Diarmuid Mac Muireadhaigh
Diarmuid Mac Muireadhaigh, Irish poet, alive late 17th century.
Biography
Mac Muireadhaigh is believed to be the composer of a twenty-three verse poem in honor of Górdún Ó Neill, Gluaisigh ribh a ghlac rannsa ... Paul Walsh (priest) notes that "Our poem would seem to have been addressed to him before the stirring times of his last years in Ireland," meaning it was written for Ó Neill sometime in the 1680s.

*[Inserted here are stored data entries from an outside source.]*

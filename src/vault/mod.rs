//! Vault module — passphrase-protected secret storage.
//!
//! This module provides:
//! - Document field names, header and per-secret metadata (`format`)
//! - The document persistence seam and its two backends (`store`)
//! - Lockout counter, session keys and the clock seam (`session`)
//! - Per-secret record operations over a field map (`records`)
//! - Lock-state and record-change signals (`events`)
//! - The `Vault` state machine tying them together (`state`)

pub mod events;
pub mod format;
pub mod records;
pub mod session;
pub mod state;
pub mod store;

// Re-export the most commonly used items.
pub use events::{EventLog, NoopListener, VaultEvent, VaultListener};
pub use format::{Fields, FormatVersion, VaultHeader};
pub use records::SecretEntry;
pub use session::{Clock, SystemClock, LOCKOUT_MS, MAX_ATTEMPTS};
pub use state::{Vault, VaultStatus};
pub use store::{FieldStore, JsonFileStore, MemoryStore};
use thiserror::Error;

/// All errors that can occur in DocVault.
#[derive(Debug, Error)]
pub enum VaultError {
    // --- Passphrase / session errors ---
    #[error("Passphrase too short — at least {min} characters are required")]
    WeakPassphrase { min: usize },

    #[error("Vault not initialized — set a password first")]
    VaultNotInitialized,

    #[error("Too many attempts. Try again in {remaining_secs} seconds")]
    LockedOut { remaining_secs: u64 },

    #[error("Invalid password ({remaining_attempts} attempt(s) left before lockout)")]
    InvalidPassphrase { remaining_attempts: u32 },

    #[error("Vault is locked")]
    VaultLocked,

    // --- Record errors ---
    #[error("Secret '{0}' not found")]
    RecordNotFound(String),

    #[error("Secret '{0}' already exists (use `update` to change it)")]
    RecordAlreadyExists(String),

    #[error("Invalid secret name: {0}")]
    InvalidSecretName(String),

    // --- Crypto errors ---
    #[error("Integrity check failed — stored data was tampered with or the key is wrong")]
    Tampered,

    #[error("Decryption failed — wrong key or corrupted data")]
    DecryptFailed,

    #[error("Invalid encoding: {0}")]
    InvalidEncoding(String),

    #[error("Encryption failed: {0}")]
    EncryptionFailed(String),

    #[error("Key derivation failed: {0}")]
    KeyDerivationFailed(String),

    #[error("Secure random source unavailable: {0}")]
    RandomUnavailable(String),

    // --- Storage / config errors ---
    #[error("Storage error: {0}")]
    Storage(String),

    #[error("Config file error: {0}")]
    ConfigError(String),

    #[error("Serialization error: {0}")]
    SerializationError(String),

    #[error("IO error: {0}")]
    Io(#[from] std::io::Error),

    // --- CLI errors ---
    #[error("Command failed: {0}")]
    CommandFailed(String),

    #[error("User cancelled operation")]
    UserCancelled,
}

/// Convenience type alias for DocVault results.
pub type Result<T> = std::result::Result<T, VaultError>;

impl VaultError {
    /// Errors that mean stored ciphertext could not be trusted or opened.
    /// The vault locks itself when one of these surfaces.
    pub fn is_crypto_failure(&self) -> bool {
        matches!(
            self,
            VaultError::Tampered
                | VaultError::DecryptFailed
                | VaultError::InvalidEncoding(_)
                | VaultError::EncryptionFailed(_)
                | VaultError::RandomUnavailable(_)
        )
    }
}
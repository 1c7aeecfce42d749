//! The vault state machine.
//!
//! `Vault` owns the document store, the failed-attempt counter and, while
//! unlocked, the [`VaultSession`] holding the derived keys.  Every secret
//! operation goes through here so the session can be checked against its
//! inactivity deadline and discarded on failure.
//!
//! ```text
//! Uninitialized --set_password--> Unlocked
//! Locked        --unlock-------> Unlocked      (LockedOut while the window is open)
//! Unlocked      --lock/idle----> Locked
//! ```

use std::time::Duration;

use subtle::ConstantTimeEq;

use super::events::{NoopListener, VaultEvent, VaultListener};
use super::format::{Fields, FormatVersion, VaultHeader, VERIFICATION_TEXT};
use super::records::{self, Crypt, OptionalField, SecretEntry};
use super::session::{Clock, Lockout, SystemClock, VaultSession};
use super::store::FieldStore;
use crate::config::Settings;
use crate::crypto::encryption::{decrypt, encrypt};
use crate::crypto::kdf::{check_passphrase, derive_keys, generate_salt, DerivedKeys, KdfParams};
use crate::crypto::random::{OsRandom, RandomSource};
use crate::errors::{Result, VaultError};

/// Observable vault state.
#[derive(Debug, Clone, Copy, PartialEq, Eq)]
pub enum VaultStatus {
    /// No password has been set yet.
    Uninitialized,
    /// Initialized, keys not held.
    Locked,
    /// Locked and refusing unlock attempts for a while.
    LockedOut { remaining_secs: u64 },
    /// Keys are held in memory.
    Unlocked,
}

/// A passphrase-protected secret store over a [`FieldStore`].
pub struct Vault<S: FieldStore> {
    store: S,
    auto_lock: Option<Duration>,
    kdf: KdfParams,
    rng: Box<dyn RandomSource>,
    clock: Box<dyn Clock>,
    listener: Box<dyn VaultListener>,
    session: Option<VaultSession>,
    lockout: Lockout,
}
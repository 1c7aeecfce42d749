//! `docvault get` — decrypt and print one field of a secret.

use console::Term;

use crate::cli::output;
use crate::cli::{unlock_vault, Cli, Field};
use crate::errors::Result;

/// Execute the `get` command.
pub fn execute(cli: &Cli, name: &str, field: Field, timed: bool) -> Result<()> {
    let (mut vault, settings) = unlock_vault(cli)?;

    let text = match field {
        Field::Value => Some(vault.get_secret(name)?),
        Field::Username => vault.get_username(name)?,
        Field::Description => vault.get_description(name)?,
    };
    vault.lock();

    let Some(text) = text else {
        let label = match field {
            Field::Value => "value",
            Field::Username => "username",
            Field::Description => "description",
        };
        output::info(&format!("Secret '{name}' has no {label}"));
        return Ok(());
    };
    let text = zeroize::Zeroizing::new(text);

    match settings.auto_hide().filter(|_| timed) {
        Some(delay) => {
            let term = Term::stdout();
            term.write_line(text.as_str())?;
            term.flush()?;
            std::thread::sleep(delay);
            // Only a terminal can take the value back.
            if term.is_term() {
                term.clear_last_lines(1)?;
            }
            output::tip(&format!("Value hidden after {}s", delay.as_secs()));
        }
        None => println!("{}", text.as_str()),
    }

    Ok(())
}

No other details of Mac Muireadhaigh appear to be known, although a man of his surname was killed in action at the Battle of Aughrim in 1691, and was grandfather of Séamus Mór Mac Mhurchaidh, poet and outlaw, who was executed in 1750.
Górdún Ó Neill was a son of Felim O'Neill of Kinard.
The Poem
The first four verses of the poem -
- Gluaisigh ribh a ghlac rannsa
- (ná fuirghe a bfad agamsa)
- go hO Néill na ngruadh ngarrtha
- do féin sdual gach deaghtarrtha
- Abruidh uaim re a fholt tais
- gur end sibh don chrann iomhais
- do bhean me (sa taoibh re tuinn)
- don chraoibh go ngé ^ núir náluinn
- Innsigh dhósan do shúr suilt
- doighre Cuind et Cormuic
- go bfuil im sdórsa lámh libh
- lán cóffra dona cnóaibh
- Mac Sir Féidhlim flaith Eamhna
- gion go labhair Gaoidhealga X.
- do dhéin gáire gléghlan ruibh
- ní náire dhó féin bhar bféuchuin
Translation
The first four verses translated -
- Go, ye handful of verses — stay not long
- with me — to Néill of the fine cheeks,
- to him everything good is due.
- Say to his soft hair, from me, that ye are a
- nut from the tree which I plucked — its side
- was towards the ground — from the branch
- with fresh beautiful appearance.
- Tell him, to excite mirth, Conn*s and
- Cormac's heir, that in my store with ye
- there is a cofferful.
- Sir Féidhlim's son, Emhain's prince,
- though he speaks not Irish, shall bestow
- on ye a clear-bright laugh, no shame for
- him it is to look upon ye.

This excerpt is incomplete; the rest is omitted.